__What to do__. The number of lines containing the word "tempfile" is all you should give; count them in the records below.

__The data__.
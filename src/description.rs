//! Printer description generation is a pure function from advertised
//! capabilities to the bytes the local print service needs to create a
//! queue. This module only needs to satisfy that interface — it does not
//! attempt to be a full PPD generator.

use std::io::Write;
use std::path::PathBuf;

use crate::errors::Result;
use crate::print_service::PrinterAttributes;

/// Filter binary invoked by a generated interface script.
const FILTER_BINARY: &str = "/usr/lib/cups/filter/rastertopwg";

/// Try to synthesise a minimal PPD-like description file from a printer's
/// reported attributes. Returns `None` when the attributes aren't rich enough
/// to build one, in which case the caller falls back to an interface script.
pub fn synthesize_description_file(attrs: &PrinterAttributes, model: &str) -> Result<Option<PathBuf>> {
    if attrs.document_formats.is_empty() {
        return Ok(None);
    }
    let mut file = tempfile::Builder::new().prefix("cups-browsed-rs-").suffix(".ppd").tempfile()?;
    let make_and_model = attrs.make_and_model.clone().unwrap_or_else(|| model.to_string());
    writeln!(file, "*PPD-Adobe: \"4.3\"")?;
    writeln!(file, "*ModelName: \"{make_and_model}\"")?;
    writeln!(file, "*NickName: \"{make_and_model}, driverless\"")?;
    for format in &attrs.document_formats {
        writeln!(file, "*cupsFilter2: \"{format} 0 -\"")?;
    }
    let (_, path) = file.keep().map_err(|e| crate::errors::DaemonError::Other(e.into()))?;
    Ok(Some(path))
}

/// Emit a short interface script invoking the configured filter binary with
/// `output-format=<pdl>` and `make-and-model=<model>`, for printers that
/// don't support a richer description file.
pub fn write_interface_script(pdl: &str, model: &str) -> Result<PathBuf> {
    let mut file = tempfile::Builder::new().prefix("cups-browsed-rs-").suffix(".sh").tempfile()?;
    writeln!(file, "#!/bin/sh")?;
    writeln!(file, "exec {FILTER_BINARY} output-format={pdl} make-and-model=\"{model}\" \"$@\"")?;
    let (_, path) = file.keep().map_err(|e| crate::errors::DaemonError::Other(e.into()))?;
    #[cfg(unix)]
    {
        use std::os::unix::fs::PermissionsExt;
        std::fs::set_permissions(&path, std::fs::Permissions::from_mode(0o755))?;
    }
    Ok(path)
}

__The answer__. 2